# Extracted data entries
▼

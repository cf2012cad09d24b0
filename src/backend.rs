//! Cache backend trait and the record types exchanged with it.
//!
//! The backend is the external collaborator that actually persists
//! records, tracks expiration, and resolves tag invalidation. The pool
//! only needs this narrow contract; how a backend stores bytes (files,
//! memory, a database) is its own business.
//!
//! # Error policy
//!
//! Backends report failures as [`BackendError`]. The pool swallows those
//! and degrades to boolean results or miss-shaped items, so backend
//! implementations should put anything worth diagnosing into the error's
//! `reason`.

use std::collections::BTreeSet;

use serde::{Deserialize, Serialize};
use serde_json::Value;

use crate::error::BackendError;
use crate::item::{CacheItem, Expiration};

/// The record shape a backend returns from [`CacheBackend::get`].
#[derive(Debug, Clone, PartialEq, Eq, Serialize, Deserialize)]
pub struct CacheRecord {
    /// The stored payload, or `None` for a never-set entry.
    pub value: Option<Value>,
    /// Absolute expiration, or the permanent sentinel.
    pub expiration: Expiration,
    /// Tags attached to the entry.
    pub tags: BTreeSet<String>,
    /// Whether the value was actually found.
    pub hit: bool,
    /// Whether the backend still considers the entry valid.
    pub valid: bool,
}

impl CacheRecord {
    /// The miss shape: no value, permanent, untagged, valid, not a hit.
    pub fn empty() -> Self {
        Self {
            value: None,
            expiration: Expiration::Permanent,
            tags: BTreeSet::new(),
            hit: false,
            valid: true,
        }
    }
}

/// The record shape the pool sends to [`CacheBackend::set`] and
/// [`CacheBackend::set_multiple`].
#[derive(Debug, Clone, PartialEq, Eq, Serialize, Deserialize)]
pub struct CacheWrite {
    /// The payload to store.
    pub value: Option<Value>,
    /// Absolute expiration, or the permanent sentinel.
    pub expiration: Expiration,
    /// Tags to attach to the entry.
    pub tags: BTreeSet<String>,
}

impl From<&CacheItem> for CacheWrite {
    fn from(item: &CacheItem) -> Self {
        Self {
            value: item.value().cloned(),
            expiration: item.expiration(),
            tags: item.tags().clone(),
        }
    }
}

/// Contract for pluggable cache backends.
///
/// Implementations own expiry enforcement and tag-based invalidation;
/// the pool validates keys before every call, so backends may assume keys
/// are well-formed.
pub trait CacheBackend {
    /// Fetch the record for `key`.
    ///
    /// Returns `Ok(None)` when the key has never been set (or has been
    /// deleted). With `allow_invalid`, entries the backend has
    /// invalidated but not yet dropped are returned with `valid = false`
    /// instead of being treated as absent.
    fn get(&self, key: &str, allow_invalid: bool) -> Result<Option<CacheRecord>, BackendError>;

    /// Store one record.
    fn set(&mut self, key: &str, write: CacheWrite) -> Result<(), BackendError>;

    /// Store a batch of records in one operation.
    ///
    /// An empty batch is legal and should succeed without side effects.
    fn set_multiple(&mut self, writes: Vec<(String, CacheWrite)>) -> Result<(), BackendError>;

    /// Remove one entry.
    fn delete(&mut self, key: &str) -> Result<(), BackendError>;

    /// Remove a batch of entries.
    fn delete_multiple(&mut self, keys: &[String]) -> Result<(), BackendError>;

    /// Remove every entry.
    fn delete_all(&mut self) -> Result<(), BackendError>;
}
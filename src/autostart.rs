//! Boot persistence via a launchd job.
//!
//! `awdl disable` installs a LaunchDaemon that starts the persistence daemon
//! at boot, and `awdl enable` removes it. The job is only written; it is not
//! loaded into the running launchd, because `disable` has already started
//! the daemon for the current boot.

use std::path::PathBuf;
use std::sync::Arc;

use anyhow::{Context, Result};
use tracing::{debug, info};

use crate::daemon::DaemonCommand;
use crate::fs_abstraction::FileSystem;

/// launchd label prefix; the interface name is appended.
const LABEL_PREFIX: &str = "dev.awdl.persistence";

/// LaunchDaemons must be root-owned and not group/world writable.
const PLIST_MODE: u32 = 0o644;

pub struct Autostart {
    fs: Arc<dyn FileSystem>,
    launchd_dir: PathBuf,
    label: String,
    command: DaemonCommand,
}

impl Autostart {
    pub fn new(
        fs: Arc<dyn FileSystem>,
        launchd_dir: impl Into<PathBuf>,
        interface: &str,
        command: DaemonCommand,
    ) -> Self {
        Self {
            fs,
            launchd_dir: launchd_dir.into(),
            label: format!("{}.{}", LABEL_PREFIX, interface),
            command,
        }
    }

    pub fn plist_path(&self) -> PathBuf {
        self.launchd_dir.join(format!("{}.plist", self.label))
    }

    pub fn is_installed(&self) -> bool {
        self.fs.exists(&self.plist_path())
    }

    /// Write the launchd job. Returns false when this host has no
    /// LaunchDaemons directory (not macOS) and nothing was written.
    pub fn install(&self) -> Result<bool> {
        if !self.fs.is_dir(&self.launchd_dir) {
            debug!(
                "{:?} not found, skipping boot persistence",
                self.launchd_dir
            );
            return Ok(false);
        }

        let path = self.plist_path();
        let plist = generate_plist(&self.label, &self.command);
        self.fs
            .write(&path, plist.as_bytes())
            .with_context(|| format!("Failed to write launchd job {:?}", path))?;
        self.fs
            .set_permissions_mode(&path, PLIST_MODE)
            .with_context(|| format!("Failed to set permissions on {:?}", path))?;

        info!("Installed launchd job {}", self.label);
        Ok(true)
    }

    /// Remove the launchd job. Returns false if it was not installed.
    pub fn remove(&self) -> Result<bool> {
        let path = self.plist_path();
        if !self.fs.exists(&path) {
            return Ok(false);
        }
        self.fs
            .remove_file(&path)
            .with_context(|| format!("Failed to remove launchd job {:?}", path))?;

        info!("Removed launchd job {}", self.label);
        Ok(true)
    }
}

/// Generate the LaunchDaemon property list
fn generate_plist(label: &str, command: &DaemonCommand) -> String {
    let mut arguments = format!(
        "        <string>{}</string>\n",
        xml_escape(&command.program.to_string_lossy())
    );
    for arg in &command.args {
        arguments.push_str(&format!("        <string>{}</string>\n", xml_escape(arg)));
    }

    format!(
        r#"<?xml version="1.0" encoding="UTF-8"?>
<!DOCTYPE plist PUBLIC "-//Apple//DTD PLIST 1.0//EN" "http://www.apple.com/DTDs/PropertyList-1.0.dtd">
<plist version="1.0">
<dict>
    <key>Label</key>
    <string>{label}</string>
    <key>ProgramArguments</key>
    <array>
{arguments}    </array>
    <key>RunAtLoad</key>
    <true/>
    <key>KeepAlive</key>
    <false/>
    <key>StandardErrorPath</key>
    <string>{log}</string>
</dict>
</plist>
"#,
        label = xml_escape(label),
        arguments = arguments,
        log = xml_escape(&command.log_file.to_string_lossy()),
    )
}

fn xml_escape(value: &str) -> String {
    value
        .replace('&', "&amp;")
        .replace('<', "&lt;")
        .replace('>', "&gt;")
        .replace('"', "&quot;")
        .replace('\'', "&apos;")
}
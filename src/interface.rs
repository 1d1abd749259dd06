//! Interface controller: probe and toggle the managed network interface.
//!
//! State is always read from the OS on demand. Nothing here caches the last
//! observed state, so the CLI and the daemon process can never disagree
//! about a stale value.

use std::fmt;
use std::path::PathBuf;

use tracing::debug;

use crate::cmd_abstraction::{args_to_strings, CommandExecutor, CommandOutput, RealCommandExecutor};
use crate::error::ControllerError;

/// Last observed state of an interface.
#[derive(Debug, Clone, Copy, PartialEq, Eq)]
pub enum InterfaceState {
    Up,
    Down,
    /// The interface could not be probed or reported no flags.
    Unknown,
}

impl InterfaceState {
    pub fn as_str(&self) -> &'static str {
        match self {
            InterfaceState::Up => "UP",
            InterfaceState::Down => "DOWN",
            InterfaceState::Unknown => "UNKNOWN",
        }
    }
}

impl fmt::Display for InterfaceState {
    fn fmt(&self, f: &mut fmt::Formatter<'_>) -> fmt::Result {
        f.write_str(self.as_str())
    }
}

/// Desired administrative state for [`InterfaceController::set_state`].
#[derive(Debug, Clone, Copy, PartialEq, Eq)]
pub enum AdminState {
    Up,
    Down,
}

impl AdminState {
    /// The ifconfig keyword for this state.
    pub fn as_arg(&self) -> &'static str {
        match self {
            AdminState::Up => "up",
            AdminState::Down => "down",
        }
    }
}

impl From<AdminState> for InterfaceState {
    fn from(state: AdminState) -> Self {
        match state {
            AdminState::Up => InterfaceState::Up,
            AdminState::Down => InterfaceState::Down,
        }
    }
}

/// Whether a set operation had to change anything.
#[derive(Debug, Clone, Copy, PartialEq, Eq)]
pub enum Transition {
    Unchanged,
    Changed,
}

/// Probe and toggle a named interface.
pub trait InterfaceController: Send + Sync {
    /// Read the current state without elevated privileges.
    fn probe(&self, name: &str) -> Result<InterfaceState, ControllerError>;

    /// Bring the interface to `desired`.
    ///
    /// Setting a state that is already in effect is a successful no-op.
    fn set_state(&self, name: &str, desired: AdminState) -> Result<Transition, ControllerError>;
}

/// Controller backed by the platform `ifconfig` tool.
pub struct IfconfigController<E: CommandExecutor = RealCommandExecutor> {
    executor: E,
    program: String,
}

impl IfconfigController<RealCommandExecutor> {
    pub fn new(program: impl Into<PathBuf>) -> Self {
        Self::with_executor(RealCommandExecutor::new(), program)
    }
}

impl<E: CommandExecutor> IfconfigController<E> {
    pub fn with_executor(executor: E, program: impl Into<PathBuf>) -> Self {
        Self {
            executor,
            program: program.into().to_string_lossy().into_owned(),
        }
    }

    fn run(&self, name: &str, args: &[&str]) -> Result<CommandOutput, ControllerError> {
        self.executor
            .execute(&self.program, &args_to_strings(args))
            .map_err(|e| ControllerError::CommandFailed {
                interface: name.to_string(),
                message: format!("{:#}", e),
            })
    }
}

impl<E: CommandExecutor> InterfaceController for IfconfigController<E> {
    fn probe(&self, name: &str) -> Result<InterfaceState, ControllerError> {
        let output = self.run(name, &[name])?;
        if !output.success {
            return Err(classify_failure(name, &output));
        }
        Ok(parse_flags(&output.stdout))
    }

    fn set_state(&self, name: &str, desired: AdminState) -> Result<Transition, ControllerError> {
        let current = self.probe(name)?;
        if current == InterfaceState::from(desired) {
            debug!("{} already {}", name, current);
            return Ok(Transition::Unchanged);
        }

        let output = self.run(name, &[name, desired.as_arg()])?;
        if !output.success {
            return Err(classify_failure(name, &output));
        }

        debug!("{} set {}", name, desired.as_arg());
        Ok(Transition::Changed)
    }
}

/// Extract the interface state from `ifconfig <name>` output.
///
/// Both BSD and net-tools print a `flags=NNNN<UP,BROADCAST,...>` list on the
/// first line; `UP` in that list means the interface is administratively up.
pub fn parse_flags(output: &str) -> InterfaceState {
    let Some(start) = output.find("flags=") else {
        return InterfaceState::Unknown;
    };
    let rest = &output[start..];
    let (Some(open), Some(close)) = (rest.find('<'), rest.find('>')) else {
        return InterfaceState::Unknown;
    };
    if close < open {
        return InterfaceState::Unknown;
    }

    if rest[open + 1..close].split(',').any(|flag| flag.trim() == "UP") {
        InterfaceState::Up
    } else {
        InterfaceState::Down
    }
}

/// Map failed ifconfig output to a controller error.
fn classify_failure(name: &str, output: &CommandOutput) -> ControllerError {
    let message = output.diagnostic();
    let lower = message.to_lowercase();

    if lower.contains("operation not permitted")
        || lower.contains("permission denied")
        || lower.contains("must be root")
    {
        ControllerError::PermissionDenied(name.to_string())
    } else if lower.contains("does not exist")
        || lower.contains("device not found")
        || lower.contains("no such device")
    {
        ControllerError::InterfaceNotFound(name.to_string())
    } else {
        ControllerError::CommandFailed {
            interface: name.to_string(),
            message,
        }
    }
}

/// Check if running as root (effective UID == 0)
pub fn is_root() -> bool {
    // SAFETY: geteuid() has no preconditions and never fails.
    unsafe { libc::geteuid() == 0 }
}

#[cfg(test)]
pub mod mock {
    //! In-memory controller for tests of the daemon loop and commands.

    use super::*;
    use std::collections::VecDeque;
    use std::sync::Mutex;

    pub struct FakeInterface {
        pub state: Mutex<InterfaceState>,
        pub set_calls: Mutex<Vec<AdminState>>,
        /// Errors returned by upcoming `set_state` calls, in order.
        pub failures: Mutex<VecDeque<ControllerError>>,
    }

    impl FakeInterface {
        pub fn new(state: InterfaceState) -> Self {
            Self {
                state: Mutex::new(state),
                set_calls: Mutex::new(Vec::new()),
                failures: Mutex::new(VecDeque::new()),
            }
        }

        pub fn current(&self) -> InterfaceState {
            *self.state.lock().unwrap()
        }

        /// Simulate the OS flipping the interface behind our back.
        pub fn force(&self, state: InterfaceState) {
            *self.state.lock().unwrap() = state;
        }

        pub fn fail_next(&self, err: ControllerError) {
            self.failures.lock().unwrap().push_back(err);
        }
    }

    impl InterfaceController for FakeInterface {
        fn probe(&self, _name: &str) -> Result<InterfaceState, ControllerError> {
            Ok(self.current())
        }

        fn set_state(
            &self,
            _name: &str,
            desired: AdminState,
        ) -> Result<Transition, ControllerError> {
            self.set_calls.lock().unwrap().push(desired);
            if let Some(err) = self.failures.lock().unwrap().pop_front() {
                return Err(err);
            }
            let mut state = self.state.lock().unwrap();
            if *state == InterfaceState::from(desired) {
                return Ok(Transition::Unchanged);
            }
            *state = desired.into();
            Ok(Transition::Changed)
        }
    }
}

▲

# Problem
Pick out every line above that contains the word "without" and copy it.

# Task result
    /// An empty batch is legal and should succeed without side effects.
    /// Read the current state without elevated privileges.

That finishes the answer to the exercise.